Le président Édouard Fritsch était en métropole la semaine dernière. Il a obtenu du Gouvernement la construction d'un mémorial sur le nucléaire à Tahiti. Quelle chaîne en a parlé ? France Ô. Ce mémorial est aussi important que le mémorial de l'esclavage en Guadeloupe. En Polynésie, je raconte l'histoire de l'esclavage, de la traite dans les Caraïbes. Qui connaît l'histoire de Marie Anne Thérèse Ombline Desbassayns à La Réunion, de Anne-Marie Javouhey en Guyane ? Deux femmes qui ne se sont jamais rencontrées et ont permis d'émanciper plus de 500 esclaves. Tout cela n'est pas dans les livres d'histoire. Chez Georges Patient, à Mana, une statue a été érigée en l'honneur d'Anne-Marie Javouhey. Cette dame était originaire de Bourgogne. Avec un producteur de Bourgogne et la station de France 3 de Bourgogne, nous avons produit un documentaire de 52 minutes. Il a été diffusé en Guyane, en Bourgogne. J'avais même proposé qu'une avant-première soit réalisée au Sénat afin de relier nos régions par la télévision, par l'histoire.

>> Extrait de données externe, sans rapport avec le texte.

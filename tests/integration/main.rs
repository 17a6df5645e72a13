//! Integration tests for Listing-Harvest
//!
//! Every test serves a small listing site from a wiremock server and runs
//! real crawls against it with an on-disk SQLite database.

mod crawl_tests;
mod resume_tests;
mod support;
use crate::config::types::Config;
use crate::config::validation::validate;
use crate::ConfigError;
use sha2::{Digest, Sha256};
use std::path::Path;

/// Loads and parses a configuration file from the given path
///
/// # Arguments
///
/// * `path` - Path to the TOML configuration file
///
/// # Returns
///
/// * `Ok(Config)` - Successfully loaded and validated configuration
/// * `Err(ConfigError)` - Failed to load, parse, or validate the configuration
pub fn load_config(path: &Path) -> Result<Config, ConfigError> {
    let content = std::fs::read_to_string(path)?;
    parse_config(&content)
}

/// Parses and validates configuration from TOML text
pub fn parse_config(content: &str) -> Result<Config, ConfigError> {
    let config: Config = toml::from_str(content)?;
    validate(&config)?;
    Ok(config)
}

/// Computes a SHA-256 hash of the configuration file content
///
/// The hash is stored on every crawl session so a resumed run can tell
/// whether the configuration changed in between.
///
/// # Arguments
///
/// * `path` - Path to the TOML configuration file
///
/// # Returns
///
/// * `Ok(String)` - Hex-encoded SHA-256 hash of the file content
/// * `Err(ConfigError)` - Failed to read the file
pub fn compute_config_hash(path: &Path) -> Result<String, ConfigError> {
    let content = std::fs::read_to_string(path)?;
    let mut hasher = Sha256::new();
    hasher.update(content.as_bytes());
    Ok(hex::encode(hasher.finalize()))
}

/// Loads a configuration and returns both the config and its hash
pub fn load_config_with_hash(path: &Path) -> Result<(Config, String), ConfigError> {
    let config = load_config(path)?;
    let hash = compute_config_hash(path)?;
    Ok((config, hash))
}
//! Item fetch strategies
//!
//! Two interchangeable ways of fetching an item page, selected once per run:
//!
//! - **Pooled**: a bounded set of long-lived sessions shared by concurrent
//!   fetches, under a global requests-per-minute ceiling. A session is
//!   replaced after a fixed number of uses, after a transport failure, or
//!   after an unsolved challenge.
//! - **Isolated**: one fetch at a time, each in a brand-new session that
//!   scrolls and dwells like a reader and is torn down before returning.
//!   A challenge cleared by mitigation is followed by one reload on the same
//!   session, since a fresh session would be challenged again.
//!   Consecutive fetches are separated by a long randomized delay.
//!
//! Both return one classified attempt per call; retrying is the caller's
//! job.

use crate::config::{FetchConfig, FetchStrategyKind};
use crate::crawler::inspect::{Inspection, PageInspector};
use crate::crawler::rate_limiter::RequestRateLimiter;
use crate::crawler::retry::Attempt;
use crate::crawler::session::{
    BrowserSession, FetchedPage, HumanProfile, SessionFactory, TransportError,
};
use crate::state::FetchStatus;
use std::sync::{Arc, Mutex};
use std::time::Duration;
use tokio::sync::Semaphore;
use tokio::time::Instant;

/// The fetch strategy of a run
pub enum ItemFetcher {
    Pooled(PooledFetcher),
    Isolated(IsolatedFetcher),
}

impl ItemFetcher {
    /// Builds the strategy named in the configuration
    pub fn from_config(
        config: &FetchConfig,
        factory: Arc<dyn SessionFactory>,
        inspector: Arc<PageInspector>,
    ) -> Self {
        match config.strategy {
            FetchStrategyKind::Pooled => Self::Pooled(PooledFetcher::new(
                factory,
                inspector,
                config.pooled.max_concurrent_sessions as usize,
                RequestRateLimiter::per_minute(config.pooled.max_requests_per_minute),
                config.pooled.session_max_uses,
            )),
            FetchStrategyKind::Isolated => Self::Isolated(IsolatedFetcher::new(
                factory,
                inspector,
                HumanProfile::from_config(&config.isolated),
                config.isolated.min_delay_ms,
                config.isolated.max_delay_ms,
            )),
        }
    }

    pub fn kind(&self) -> FetchStrategyKind {
        match self {
            Self::Pooled(_) => FetchStrategyKind::Pooled,
            Self::Isolated(_) => FetchStrategyKind::Isolated,
        }
    }

    /// How many items the driver may have in flight
    pub fn parallelism(&self) -> usize {
        match self {
            Self::Pooled(pooled) => pooled.max_sessions,
            Self::Isolated(_) => 1,
        }
    }

    /// Fetches and classifies one item page
    pub async fn fetch_item(&self, url: &str) -> Attempt<FetchedPage> {
        match self {
            Self::Pooled(pooled) => pooled.fetch_item(url).await,
            Self::Isolated(isolated) => isolated.fetch_item(url).await,
        }
    }

    /// Closes every session still open
    pub async fn shutdown(&self) {
        if let Self::Pooled(pooled) = self {
            pooled.shutdown().await;
        }
    }
}

struct PooledSession {
    session: Box<dyn BrowserSession>,
    uses: u32,
}

/// Shared long-lived sessions with concurrency and rate ceilings
pub struct PooledFetcher {
    factory: Arc<dyn SessionFactory>,
    inspector: Arc<PageInspector>,
    limiter: RequestRateLimiter,
    permits: Semaphore,
    idle: Mutex<Vec<PooledSession>>,
    max_sessions: usize,
    max_uses: u32,
}

impl PooledFetcher {
    pub fn new(
        factory: Arc<dyn SessionFactory>,
        inspector: Arc<PageInspector>,
        max_sessions: usize,
        limiter: RequestRateLimiter,
        max_uses: u32,
    ) -> Self {
        let max_sessions = max_sessions.max(1);
        Self {
            factory,
            inspector,
            limiter,
            permits: Semaphore::new(max_sessions),
            idle: Mutex::new(Vec::new()),
            max_sessions,
            max_uses: max_uses.max(1),
        }
    }

    pub async fn fetch_item(&self, url: &str) -> Attempt<FetchedPage> {
        let Ok(_permit) = self.permits.acquire().await else {
            return Attempt::terminal(FetchStatus::TransportError, "session pool is shut down");
        };

        let mut pooled = match self.checkout().await {
            Ok(pooled) => pooled,
            Err(e) => return Attempt::transient(FetchStatus::TransportError, e.to_string()),
        };

        self.limiter.acquire().await;
        let navigation = pooled.session.navigate(url).await;
        pooled.uses += 1;

        let transport_failed = navigation.is_err();
        let attempt = self
            .inspector
            .inspect(pooled.session.as_mut(), navigation)
            .await;

        let burned = matches!(
            attempt,
            Attempt::Terminal {
                status: FetchStatus::Challenged,
                ..
            }
        );

        if transport_failed || burned || pooled.uses >= self.max_uses {
            tracing::debug!(
                "Retiring session {} after {} use(s)",
                pooled.session.id(),
                pooled.uses
            );
            pooled.session.close().await;
        } else {
            self.checkin(pooled);
        }

        attempt
    }

    async fn checkout(&self) -> Result<PooledSession, TransportError> {
        let reused = self.idle.lock().ok().and_then(|mut idle| idle.pop());
        match reused {
            Some(pooled) => Ok(pooled),
            None => Ok(PooledSession {
                session: self.factory.open().await?,
                uses: 0,
            }),
        }
    }

    fn checkin(&self, pooled: PooledSession) {
        if let Ok(mut idle) = self.idle.lock() {
            idle.push(pooled);
        }
    }

    /// Sessions currently parked in the pool
    pub fn idle_sessions(&self) -> usize {
        self.idle.lock().map(|idle| idle.len()).unwrap_or(0)
    }

    pub async fn shutdown(&self) {
        self.permits.close();
        let sessions: Vec<PooledSession> = match self.idle.lock() {
            Ok(mut idle) => idle.drain(..).collect(),
            Err(_) => Vec::new(),
        };
        for pooled in sessions {
            pooled.session.close().await;
        }
    }
}

/// One fresh session per item, strictly serial, paced
pub struct IsolatedFetcher {
    factory: Arc<dyn SessionFactory>,
    inspector: Arc<PageInspector>,
    profile: HumanProfile,
    min_delay_ms: u64,
    max_delay_ms: u64,
    last_finished: tokio::sync::Mutex<Option<Instant>>,
}

impl IsolatedFetcher {
    pub fn new(
        factory: Arc<dyn SessionFactory>,
        inspector: Arc<PageInspector>,
        profile: HumanProfile,
        min_delay_ms: u64,
        max_delay_ms: u64,
    ) -> Self {
        Self {
            factory,
            inspector,
            profile,
            min_delay_ms,
            max_delay_ms,
            last_finished: tokio::sync::Mutex::new(None),
        }
    }

    pub async fn fetch_item(&self, url: &str) -> Attempt<FetchedPage> {
        // Held for the whole fetch, which keeps the strategy serial
        let mut last_finished = self.last_finished.lock().await;

        if let Some(finished) = *last_finished {
            let delay = self
                .inspector
                .jitter()
                .duration_ms(self.min_delay_ms, self.max_delay_ms);
            let remaining = delay.saturating_sub(finished.elapsed());
            if remaining > Duration::ZERO {
                tracing::debug!("Pacing isolated fetch of {} by {:?}", url, remaining);
                tokio::time::sleep(remaining).await;
            }
        }

        let attempt = self.fetch_once(url).await;
        *last_finished = Some(Instant::now());
        attempt
    }

    async fn fetch_once(&self, url: &str) -> Attempt<FetchedPage> {
        let mut session = match self.factory.open().await {
            Ok(session) => session,
            Err(e) => return Attempt::transient(FetchStatus::TransportError, e.to_string()),
        };

        let mut navigation = session.navigate(url).await;
        let mut reloaded = false;
        let attempt = loop {
            if matches!(&navigation, Ok(page) if page.is_success()) {
                session
                    .simulate_human(&self.profile, self.inspector.jitter())
                    .await;
            }

            match self.inspector.classify(session.as_mut(), navigation).await {
                Inspection::ChallengeSolved if !reloaded => {
                    tracing::debug!(
                        "Reloading {} in session {} after solved challenge",
                        url,
                        session.id()
                    );
                    reloaded = true;
                    navigation = session.navigate(url).await;
                }
                inspection => break inspection.into_attempt(),
            }
        };

        session.close().await;
        attempt
    }
}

De nombreux projets identiques pourraient être proposés. Du 2 au 10 février 2019, s'ouvrira en Polynésie le 16e Festival international du film documentaire océanien (FIFO), à la Maison de la culture de Tahiti. Tous les pays du Pacifique seront réunis. 140 films, dont 60 documentaires, seront projetés sur nos antennes et nulle part ailleurs. Nous sommes tellement habitués au « colonialisme audiovisuel » du Nord vers le Sud ! Il faudrait aussi faire le chemin inverse. Nous diffusons aujourd'hui des productions de Nouvelle-Zélande, d'Australie, des Samoa, de Papouasie-Nouvelle-Guinée - notamment en matière de protection des forêts - qui sont remarquables et dignes d'une diffusion nationale ! Tout cela est inconnu.